Is L = {ww^Ru | w, u ∈ {0,1}+} regular language?

Question

let L = {ww^Ru | w, u ∈ {0,1}+}. Is L regular language ? Note that w, u cannot be empty.

I've tried to prove it is not regular language by the pumping lemma, but I failed when w = 0^p1^p, 01^p, (01)^p. Once I take y = 0^p or 1^p, xyyz will be 00.../11.../01^n0... etc.

And I cannot draw its DFA/NFA or write its regular expression to prove it is regular language.

So is L regular or not ? How can I prove it ?

Answer 1

The language is REGULAR:

L = 00(0+1)⁺ + 11(0+1)⁺ + 0(11)⁺0(0+1)⁺ + 1(00)⁺1(0+1)⁺

Answer 2

The language is not regular, and we can prove it using the Myhill-Nerode theorem.

Consider the sequence of strings 01, 0101, ..., (01)^n, ...

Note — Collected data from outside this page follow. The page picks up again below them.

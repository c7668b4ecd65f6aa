//! Subscriber setup.
//!
//! Library crates only emit events. Binaries call [`init`] once; tests may
//! call [`test`] as often as they like.

use tracing_subscriber::EnvFilter;
use tracing_subscriber::fmt;
use tracing_subscriber::prelude::*;

/// Environment variable consulted before `RUST_LOG`.
pub const LOG_ENV: &str = "HYPERFIXI_LOG";

/// Filter directive for a `-v` count.
#[must_use]
pub const fn level_for(verbosity: u8) -> &'static str {
    match verbosity {
        0 => "warn",
        1 => "info",
        2 => "debug",
        _ => "trace",
    }
}

/// Builds the filter: `HYPERFIXI_LOG`, then `RUST_LOG`, then the level
/// implied by `verbosity`.
#[must_use]
pub fn filter(verbosity: u8) -> EnvFilter {
    EnvFilter::try_from_env(LOG_ENV)
        .or_else(|_| EnvFilter::try_from_default_env())
        .unwrap_or_else(|_| EnvFilter::new(level_for(verbosity)))
}

/// Installs a stderr subscriber. Later calls are ignored.
pub fn init(verbosity: u8) {
    let _ = tracing_subscriber::registry()
        .with(filter(verbosity))
        .with(fmt::layer().with_writer(std::io::stderr).with_target(false))
        .try_init();
}

/// Installs a subscriber that writes through the test harness.
pub fn test() {
    let _ = tracing_subscriber::registry()
        .with(EnvFilter::try_from_env(LOG_ENV).unwrap_or_else(|_| EnvFilter::new("warn")))
        .with(fmt::layer().with_test_writer())
        .try_init();
}
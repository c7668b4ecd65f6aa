//! Constant folding.

use hyperfixi_foundation::Value;

use super::OptimizationPass;
use crate::analyzer::AnalysisResult;
use crate::ast::AstNode;
use crate::visitor::{AstTransform, transform_children};

/// Folds operators whose operands are all literals.
#[derive(Clone, Copy, Debug, Default)]
pub struct ConstantFolding;

impl OptimizationPass for ConstantFolding {
    fn name(&self) -> &str {
        "constant-folding"
    }

    fn should_run(&self, analysis: &AnalysisResult) -> bool {
        analysis.expressions.pure > 0
    }

    fn transform(&self, ast: AstNode, _analysis: &AnalysisResult) -> AstNode {
        Folder.transform_node(ast)
    }
}

struct Folder;

impl AstTransform for Folder {
    fn transform_node(&mut self, node: AstNode) -> AstNode {
        let node = transform_children(self, node);
        let folded = match &node {
            AstNode::Binary {
                operator,
                left,
                right,
            }
            | AstNode::Logical {
                operator,
                left,
                right,
            } => match (left.as_literal(), right.as_literal()) {
                (Some(a), Some(b)) => fold_binary(operator, a, b),
                _ => None,
            },
            AstNode::Unary { operator, operand } => {
                operand.as_literal().and_then(|v| fold_unary(operator, v))
            }
            _ => None,
        };
        folded.map_or(node, AstNode::literal)
    }
}

/// Applies a binary operator to two literal values.
///
/// Returns `None` when the operator does not apply to the operand types,
/// and for division or modulo by zero, which must fail at runtime.
#[must_use]
pub fn fold_binary(operator: &str, a: &Value, b: &Value) -> Option<Value> {
    use Value::{Bool, Number};

    match (operator, a, b) {
        ("+", Number(x), Number(y)) => Some(Number(x + y)),
        ("-", Number(x), Number(y)) => Some(Number(x - y)),
        ("*", Number(x), Number(y)) => Some(Number(x * y)),
        ("/" | "%", Number(_), Number(y)) if *y == 0.0 => None,
        ("/", Number(x), Number(y)) => Some(Number(x / y)),
        ("%", Number(x), Number(y)) => Some(Number(x % y)),
        ("&", a, b) => Some(Value::String(a.concat_text() + &b.concat_text())),
        ("and" | "&&", Bool(x), Bool(y)) => Some(Bool(*x && *y)),
        ("or" | "||", Bool(x), Bool(y)) => Some(Bool(*x || *y)),
        ("is" | "==" | "===", a, b) => Some(Bool(a == b)),
        ("is not" | "!=" | "!==", a, b) => Some(Bool(a != b)),
        ("<", Number(x), Number(y)) => Some(Bool(x < y)),
        (">", Number(x), Number(y)) => Some(Bool(x > y)),
        ("<=", Number(x), Number(y)) => Some(Bool(x <= y)),
        (">=", Number(x), Number(y)) => Some(Bool(x >= y)),
        _ => None,
    }
}

fn fold_unary(operator: &str, value: &Value) -> Option<Value> {
    match (operator, value) {
        ("not" | "!", Value::Bool(b)) => Some(Value::Bool(!b)),
        ("-", Value::Number(n)) => Some(Value::Number(-n)),
        _ => None,
    }
}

First, notice that none of these strings are in the language. Any prefix of any of these strings which has even length is of the form (01)^2m for some m, and therefore just a shorter string in the sequence; splitting such a prefix in two either has both substrings start with 0 and end with 1, or else it has the first substring start and end with 0 and the second start and end with 1. In either case, these strings are not of the form w(w^R)u for any w or u.

Next, notice that the shortest possible string which we can append to any of these strings, to produce a string in the language, is always the reverse of itself followed by either 0 or 1. That is, to turn 01 into a string in the language, we must append 100 or 101; there are no shorter strings we can append to 01 to get a string in the language. The same holds true for 0101: 10100 and 10101 are the shortest possible strings that take 0101 to a string in L. And so on for each string of the form (01)^n.

This means that each string of the form (01)^n is distinguishable with respect to the target language w(w^R)u. The Myhill-Nerode theorem tells us that a minimal DFA for a regular language has exactly as many states as there are equivalence classes under the indistinguishability relation. Because we have infinitely many distinguishable strings with respect to our language, a minimal DFA for this language must have infinitely many states. But, a DFA cannot have infinitely many states; this is a contradiction. This means that our language cannot be regular.